[
https://issues.apache.org/jira/browse/DERBY-4279?page=com.atlassian.jira.plugin.system.issuetabpanels:all-tabpanel
]
Brett Wooldridge updated DERBY-4279:
------------------------------------
Attachment: patch4279_2.txt
Okay, here is my second cut a fix...
First of all, the original report surmised that any DML, not just SELECT, could
cause this deadlock. I myself thought this as well, but it turns out not to be
the case.
There are two places in the statement compilation code where openConglomerate()

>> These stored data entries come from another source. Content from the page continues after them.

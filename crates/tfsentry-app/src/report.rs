//! Report (de)serialization, verdicts, and conversion to the render model.

use anyhow::Context;
use tfsentry_render::{
    RenderableData, RenderableFinding, RenderableLocation, RenderableReport, RenderableStatus,
    RenderableVerdictStatus,
};
use tfsentry_settings::FailOn;
use tfsentry_types::{Finding, FindingStatus, ScanReport};

/// Overall outcome of a scan run.
#[derive(Clone, Copy, Debug, PartialEq, Eq)]
pub enum Verdict {
    Pass,
    Fail,
}

pub fn verdict(reports: &[ScanReport], fail_on: FailOn) -> Verdict {
    let mut findings = reports.iter().flat_map(ScanReport::findings);
    let failed = match fail_on {
        FailOn::Never => false,
        FailOn::Warn => findings.next().is_some(),
        FailOn::Fail => findings.any(|f| f.status == FindingStatus::Fail),
    };
    if failed { Verdict::Fail } else { Verdict::Pass }
}

/// Map verdict to exit code: 0 = pass, 2 = fail.
pub fn verdict_exit_code(verdict: Verdict) -> i32 {
    match verdict {
        Verdict::Pass => 0,
        Verdict::Fail => 2,
    }
}

/// Serialize reports as the pretty JSON array written to `--report-out`.
pub fn serialize_reports(reports: &[ScanReport]) -> anyhow::Result<Vec<u8>> {
    let mut bytes = serde_json::to_vec_pretty(reports).context("serialize reports")?;
    bytes.push(b'\n');
    Ok(bytes)
}

/// Parse a report file: a JSON array of reports, or a single report object.
pub fn parse_reports_json(text: &str) -> anyhow::Result<Vec<ScanReport>> {
    let value: serde_json::Value = serde_json::from_str(text).context("parse report JSON")?;
    if value.is_array() {
        serde_json::from_value(value).context("decode report array")
    } else {
        let report: ScanReport = serde_json::from_value(value).context("decode report")?;
        Ok(vec![report])
    }
}

pub fn to_renderable(reports: &[ScanReport], fail_on: FailOn) -> RenderableReport {
    let mut findings = Vec::new();
    for report in reports {
        for result in &report.results {
            findings.extend(
                result
                    .misconfigurations
                    .iter()
                    .map(|f| renderable_finding(&result.target, f)),
            );
        }
    }

    let failures = findings
        .iter()
        .filter(|f| f.status == RenderableStatus::Fail)
        .count();
    let warnings = findings.len() - failures;

    RenderableReport {
        verdict: match verdict(reports, fail_on) {
            Verdict::Pass => RenderableVerdictStatus::Pass,
            Verdict::Fail => RenderableVerdictStatus::Fail,
        },
        findings,
        data: RenderableData {
            artifacts: reports.len() as u32,
            failures: failures as u32,
            warnings: warnings as u32,
        },
    }
}

fn renderable_finding(target: &str, f: &Finding) -> RenderableFinding {
    let non_empty = |s: &str| (!s.is_empty()).then(|| s.to_string());
    let cause = f.cause_metadata.as_ref();
    RenderableFinding {
        status: match f.status {
            FindingStatus::Fail => RenderableStatus::Fail,
            FindingStatus::Warn => RenderableStatus::Warn,
        },
        severity: f.severity.clone(),
        id: f.id.clone(),
        title: f.title.clone(),
        message: f.message.clone(),
        resource: cause.and_then(|c| non_empty(&c.resource)),
        location: Some(RenderableLocation {
            path: target.to_string(),
            line: cause.map(|c| c.start_line).filter(|n| *n > 0),
            end_line: cause.map(|c| c.end_line).filter(|n| *n > 0),
        }),
        resolution: non_empty(&f.resolution),
        url: non_empty(&f.primary_url),
    }
}
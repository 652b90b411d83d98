//! Fuzz target for `# METADATA` annotation parsing in rule modules.
//!
//! Goal: The parser should **never panic** on any input.
//!
//! Run with:
//! ```bash
//! cargo +nightly fuzz run fuzz_annotation_parser
//! ```

#![no_main]

use libfuzzer_sys::fuzz_target;

fuzz_target!(|data: &[u8]| {
    let _ = tfsentry_policy::fuzz::parse_annotations(data);
});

is called. All compiled statement nodes ultimately inherit from
StatementNode. In StatementNode.lockTableForCompilation() you will find this
logic:
if (dataDictionary.getCacheMode() == DataDictionary.DDL_MODE) <=== Important
{
...
heapCC = tc.openConglomerate(td.getHeapConglomerateId(),
false,
TransactionController.OPENMODE_FORUPDATE |
TransactionController.OPENMODE_FOR_LOCK_ONLY,
TransactionController.MODE_RECORD,
TransactionController.ISOLATION_SERIALIZABLE); <=== Important
...
}
The method is preceded with this comment:
/* We need to get some kind of table lock (IX here) at the beginning of
* compilation of DMLModStatementNode and DDLStatementNode, to prevent
the
* interference of insert/update/delete/DDL compilation and DDL
execution,
* see beetle 3976, 4343, and
$WS/language/SolutionsToConcurrencyIssues.txt
*/
However, ultimately, according to the logic the lock is only obtained if the
DataDictionary is in DDL_MODE. This is all fine.

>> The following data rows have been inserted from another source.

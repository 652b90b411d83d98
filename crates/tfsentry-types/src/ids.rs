//! Stable identifiers and constants shared by the report producer and consumers.
//!
//! Values in this module appear verbatim in emitted reports; changing them is a breaking change.

// Report envelope
pub const SCHEMA_VERSION: u32 = 2;
pub const ARTIFACT_TYPE_TERRAFORM: &str = "terraform";
pub const RESULT_CLASS_CONFIG: &str = "config";
pub const RESULT_TYPE_TERRAFORM: &str = "terraform";

// Findings
pub const FINDING_TYPE: &str = "Terraform Security Check";
pub const FALLBACK_TITLE: &str = "Security Check";
pub const DEFAULT_SEVERITY: &str = "MEDIUM";
pub const DEFAULT_REFERENCE_URL_BASE: &str = "https://avd.aquasec.com/misconfig/";

// Predicate families evaluated in every rule namespace.
pub const RULE_DENY: &str = "deny";
pub const RULE_VIOLATION: &str = "violation";
pub const RULE_WARN: &str = "warn";

// Raw rule output fields.
pub const FIELD_SEVERITY_TAG: &str = "_severity";
pub const FIELD_MSG: &str = "msg";
pub const FIELD_MESSAGE: &str = "message";
pub const FIELD_RESOURCE: &str = "resource";
pub const FIELD_STARTLINE: &str = "startline";
pub const FIELD_ENDLINE: &str = "endline";

// Values of the `_severity` tag.
pub const TAG_FAIL: &str = "FAIL";
pub const TAG_WARN: &str = "WARN";

/// Prefix of every evaluable package path.
pub const DATA_ROOT_PREFIX: &str = "data.";

/// Reserved key carrying source positions inside each document block body.
pub const SOURCE_METADATA_KEY: &str = "__source";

Now to the heart of the issue. The second place where openConglomerate() is
called is in ResultColumnList.generateHolderMethod(). This is used for SELECT
statements for columns that will ultimately appear in the ResultSet (or
sub-SELECTs in nested queries). In ResultColumnList.generateHolderMethod() you
will find this logic:
cc = getLanguageConnectionContext().getTransactionCompile().openConglomerate(
conglomerateId,
false,
0,
TransactionController.MODE_RECORD,
TransactionController.ISOLATION_READ_COMMITTED); <=== Important
Notice no conditional logic. In other words, a lock on the conglomerate is
unconditionally obtained. It is this lock that contends with a table lock that
may have been obtained elsewhere (possibly DDL, possibly an explicit lock).
The attached patch changes this code to the following:
LanguageConnectionContext lcc = getLanguageConnectionContext();
DataDictionary dd = lcc.getDataDictionary();
int isolationLevel = (dd.getCacheMode() == DataDictionary.DDL_MODE) ?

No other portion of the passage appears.